Source material.
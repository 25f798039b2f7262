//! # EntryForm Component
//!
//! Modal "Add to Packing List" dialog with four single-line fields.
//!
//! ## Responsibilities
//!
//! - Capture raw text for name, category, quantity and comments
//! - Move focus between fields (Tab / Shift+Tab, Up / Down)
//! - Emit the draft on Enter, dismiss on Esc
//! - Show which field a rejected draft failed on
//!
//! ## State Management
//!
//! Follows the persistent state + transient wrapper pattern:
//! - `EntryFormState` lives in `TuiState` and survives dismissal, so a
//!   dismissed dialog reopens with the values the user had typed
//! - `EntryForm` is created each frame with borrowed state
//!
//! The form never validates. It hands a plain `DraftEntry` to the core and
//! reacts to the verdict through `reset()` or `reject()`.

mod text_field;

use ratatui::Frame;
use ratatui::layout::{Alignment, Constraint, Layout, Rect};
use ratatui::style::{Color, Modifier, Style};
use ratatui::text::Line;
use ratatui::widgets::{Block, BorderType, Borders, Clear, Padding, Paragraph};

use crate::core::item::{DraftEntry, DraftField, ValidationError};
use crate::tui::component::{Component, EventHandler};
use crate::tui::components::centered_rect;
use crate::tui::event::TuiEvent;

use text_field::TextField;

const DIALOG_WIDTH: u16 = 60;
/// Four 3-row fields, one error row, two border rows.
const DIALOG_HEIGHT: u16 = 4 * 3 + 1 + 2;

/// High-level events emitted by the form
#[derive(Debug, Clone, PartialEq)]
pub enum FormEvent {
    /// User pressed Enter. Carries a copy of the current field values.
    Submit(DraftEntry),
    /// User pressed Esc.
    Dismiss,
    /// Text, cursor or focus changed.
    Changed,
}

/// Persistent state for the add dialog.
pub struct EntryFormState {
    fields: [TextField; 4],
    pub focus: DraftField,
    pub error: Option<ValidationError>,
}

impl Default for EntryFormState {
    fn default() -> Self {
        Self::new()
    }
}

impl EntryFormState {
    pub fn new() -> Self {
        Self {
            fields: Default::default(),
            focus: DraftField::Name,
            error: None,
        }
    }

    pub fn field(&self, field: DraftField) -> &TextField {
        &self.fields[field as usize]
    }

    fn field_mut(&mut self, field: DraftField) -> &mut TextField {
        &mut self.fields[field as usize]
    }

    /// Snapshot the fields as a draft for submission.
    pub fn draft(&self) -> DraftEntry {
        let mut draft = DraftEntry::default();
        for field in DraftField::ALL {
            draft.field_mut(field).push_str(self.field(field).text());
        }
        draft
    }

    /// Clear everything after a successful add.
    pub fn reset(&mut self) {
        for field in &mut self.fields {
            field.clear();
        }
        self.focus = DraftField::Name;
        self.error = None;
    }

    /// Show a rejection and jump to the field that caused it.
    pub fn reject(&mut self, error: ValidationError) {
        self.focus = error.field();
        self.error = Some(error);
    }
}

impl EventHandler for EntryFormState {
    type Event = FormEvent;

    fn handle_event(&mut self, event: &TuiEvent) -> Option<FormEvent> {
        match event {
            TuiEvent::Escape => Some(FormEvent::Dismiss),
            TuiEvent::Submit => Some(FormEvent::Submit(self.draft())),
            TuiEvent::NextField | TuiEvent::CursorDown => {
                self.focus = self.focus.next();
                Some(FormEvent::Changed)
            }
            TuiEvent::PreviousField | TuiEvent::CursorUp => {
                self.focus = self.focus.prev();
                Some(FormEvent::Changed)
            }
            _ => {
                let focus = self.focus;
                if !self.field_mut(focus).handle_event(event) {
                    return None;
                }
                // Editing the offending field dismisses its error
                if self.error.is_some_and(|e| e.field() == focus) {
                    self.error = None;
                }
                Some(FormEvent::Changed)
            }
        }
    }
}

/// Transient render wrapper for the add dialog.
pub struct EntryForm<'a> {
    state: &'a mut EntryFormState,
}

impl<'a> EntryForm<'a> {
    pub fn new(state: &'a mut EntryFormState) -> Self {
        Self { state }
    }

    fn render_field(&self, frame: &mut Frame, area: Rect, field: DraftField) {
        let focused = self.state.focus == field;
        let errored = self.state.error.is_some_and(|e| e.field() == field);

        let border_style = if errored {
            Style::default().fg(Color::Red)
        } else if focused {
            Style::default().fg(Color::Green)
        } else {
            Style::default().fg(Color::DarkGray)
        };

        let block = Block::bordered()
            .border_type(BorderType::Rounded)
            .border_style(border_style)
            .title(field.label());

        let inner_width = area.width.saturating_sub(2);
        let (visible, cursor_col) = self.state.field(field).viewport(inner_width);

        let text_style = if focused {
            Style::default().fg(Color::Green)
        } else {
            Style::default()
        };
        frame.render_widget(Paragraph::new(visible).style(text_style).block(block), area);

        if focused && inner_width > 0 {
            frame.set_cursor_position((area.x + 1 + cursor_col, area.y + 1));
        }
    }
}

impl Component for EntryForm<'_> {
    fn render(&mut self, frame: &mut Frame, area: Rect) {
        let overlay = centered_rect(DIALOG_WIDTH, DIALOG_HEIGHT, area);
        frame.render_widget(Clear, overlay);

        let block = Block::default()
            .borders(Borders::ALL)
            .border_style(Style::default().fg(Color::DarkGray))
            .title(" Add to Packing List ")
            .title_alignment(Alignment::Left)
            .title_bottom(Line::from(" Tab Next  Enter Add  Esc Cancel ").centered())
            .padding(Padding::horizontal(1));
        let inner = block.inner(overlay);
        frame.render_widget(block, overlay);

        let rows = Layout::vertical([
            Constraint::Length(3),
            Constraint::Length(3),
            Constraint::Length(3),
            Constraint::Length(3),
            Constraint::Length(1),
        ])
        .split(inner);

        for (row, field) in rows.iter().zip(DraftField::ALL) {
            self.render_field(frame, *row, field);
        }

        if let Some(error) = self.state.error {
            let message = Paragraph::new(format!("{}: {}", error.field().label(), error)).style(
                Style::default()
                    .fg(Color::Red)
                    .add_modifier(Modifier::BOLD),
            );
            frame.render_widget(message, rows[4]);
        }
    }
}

To do.
The full listing above should be reproduced exactly.

Answer.
repository 25f798039b2f7262
//! # EntryForm Component
//!
//! Modal "Add to Packing List" dialog with four single-line fields.
//!
//! ## Responsibilities
//!
//! - Capture raw text for name, category, quantity and comments
//! - Move focus between fields (Tab / Shift+Tab, Up / Down)
//! - Emit the draft on Enter, dismiss on Esc
//! - Show which field a rejected draft failed on
//!
//! ## State Management
//!
//! Follows the persistent state + transient wrapper pattern:
//! - `EntryFormState` lives in `TuiState` and survives dismissal, so a
//!   dismissed dialog reopens with the values the user had typed
//! - `EntryForm` is created each frame with borrowed state
//!
//! The form never validates. It hands a plain `DraftEntry` to the core and
//! reacts to the verdict through `reset()` or `reject()`.

mod text_field;

use ratatui::Frame;
use ratatui::layout::{Alignment, Constraint, Layout, Rect};
use ratatui::style::{Color, Modifier, Style};
use ratatui::text::Line;
use ratatui::widgets::{Block, BorderType, Borders, Clear, Padding, Paragraph};

use crate::core::item::{DraftEntry, DraftField, ValidationError};
use crate::tui::component::{Component, EventHandler};
use crate::tui::components::centered_rect;
use crate::tui::event::TuiEvent;

use text_field::TextField;

const DIALOG_WIDTH: u16 = 60;
/// Four 3-row fields, one error row, two border rows.
const DIALOG_HEIGHT: u16 = 4 * 3 + 1 + 2;

/// High-level events emitted by the form
#[derive(Debug, Clone, PartialEq)]
pub enum FormEvent {
    /// User pressed Enter. Carries a copy of the current field values.
    Submit(DraftEntry),
    /// User pressed Esc.
    Dismiss,
    /// Text, cursor or focus changed.
    Changed,
}

/// Persistent state for the add dialog.
pub struct EntryFormState {
    fields: [TextField; 4],
    pub focus: DraftField,
    pub error: Option<ValidationError>,
}

impl Default for EntryFormState {
    fn default() -> Self {
        Self::new()
    }
}

impl EntryFormState {
    pub fn new() -> Self {
        Self {
            fields: Default::default(),
            focus: DraftField::Name,
            error: None,
        }
    }

    pub fn field(&self, field: DraftField) -> &TextField {
        &self.fields[field as usize]
    }

    fn field_mut(&mut self, field: DraftField) -> &mut TextField {
        &mut self.fields[field as usize]
    }

    /// Snapshot the fields as a draft for submission.
    pub fn draft(&self) -> DraftEntry {
        let mut draft = DraftEntry::default();
        for field in DraftField::ALL {
            draft.field_mut(field).push_str(self.field(field).text());
        }
        draft
    }

    /// Clear everything after a successful add.
    pub fn reset(&mut self) {
        for field in &mut self.fields {
            field.clear();
        }
        self.focus = DraftField::Name;
        self.error = None;
    }

    /// Show a rejection and jump to the field that caused it.
    pub fn reject(&mut self, error: ValidationError) {
        self.focus = error.field();
        self.error = Some(error);
    }
}

impl EventHandler for EntryFormState {
    type Event = FormEvent;

    fn handle_event(&mut self, event: &TuiEvent) -> Option<FormEvent> {
        match event {
            TuiEvent::Escape => Some(FormEvent::Dismiss),
            TuiEvent::Submit => Some(FormEvent::Submit(self.draft())),
            TuiEvent::NextField | TuiEvent::CursorDown => {
                self.focus = self.focus.next();
                Some(FormEvent::Changed)
            }
            TuiEvent::PreviousField | TuiEvent::CursorUp => {
                self.focus = self.focus.prev();
                Some(FormEvent::Changed)
            }
            _ => {
                let focus = self.focus;
                if !self.field_mut(focus).handle_event(event) {
                    return None;
                }
                // Editing the offending field dismisses its error
                if self.error.is_some_and(|e| e.field() == focus) {
                    self.error = None;
                }
                Some(FormEvent::Changed)
            }
        }
    }
}

/// Transient render wrapper for the add dialog.
pub struct EntryForm<'a> {
    state: &'a mut EntryFormState,
}

impl<'a> EntryForm<'a> {
    pub fn new(state: &'a mut EntryFormState) -> Self {
        Self { state }
    }

    fn render_field(&self, frame: &mut Frame, area: Rect, field: DraftField) {
        let focused = self.state.focus == field;
        let errored = self.state.error.is_some_and(|e| e.field() == field);

        let border_style = if errored {
            Style::default().fg(Color::Red)
        } else if focused {
            Style::default().fg(Color::Green)
        } else {
            Style::default().fg(Color::DarkGray)
        };

        let block = Block::bordered()
            .border_type(BorderType::Rounded)
            .border_style(border_style)
            .title(field.label());

        let inner_width = area.width.saturating_sub(2);
        let (visible, cursor_col) = self.state.field(field).viewport(inner_width);

        let text_style = if focused {
            Style::default().fg(Color::Green)
        } else {
            Style::default()
        };
        frame.render_widget(Paragraph::new(visible).style(text_style).block(block), area);

        if focused && inner_width > 0 {
            frame.set_cursor_position((area.x + 1 + cursor_col, area.y + 1));
        }
    }
}

impl Component for EntryForm<'_> {
    fn render(&mut self, frame: &mut Frame, area: Rect) {
        let overlay = centered_rect(DIALOG_WIDTH, DIALOG_HEIGHT, area);
        frame.render_widget(Clear, overlay);

        let block = Block::default()
            .borders(Borders::ALL)
            .border_style(Style::default().fg(Color::DarkGray))
            .title(" Add to Packing List ")
            .title_alignment(Alignment::Left)
            .title_bottom(Line::from(" Tab Next  Enter Add  Esc Cancel ").centered())
            .padding(Padding::horizontal(1));
        let inner = block.inner(overlay);
        frame.render_widget(block, overlay);

        let rows = Layout::vertical([
            Constraint::Length(3),
            Constraint::Length(3),
            Constraint::Length(3),
            Constraint::Length(3),
            Constraint::Length(1),
        ])
        .split(inner);

        for (row, field) in rows.iter().zip(DraftField::ALL) {
            self.render_field(frame, *row, field);
        }

        if let Some(error) = self.state.error {
            let message = Paragraph::new(format!("{}: {}", error.field().label(), error)).style(
                Style::default()
                    .fg(Color::Red)
                    .add_modifier(Modifier::BOLD),
            );
            frame.render_widget(message, rows[4]);
        }
    }
}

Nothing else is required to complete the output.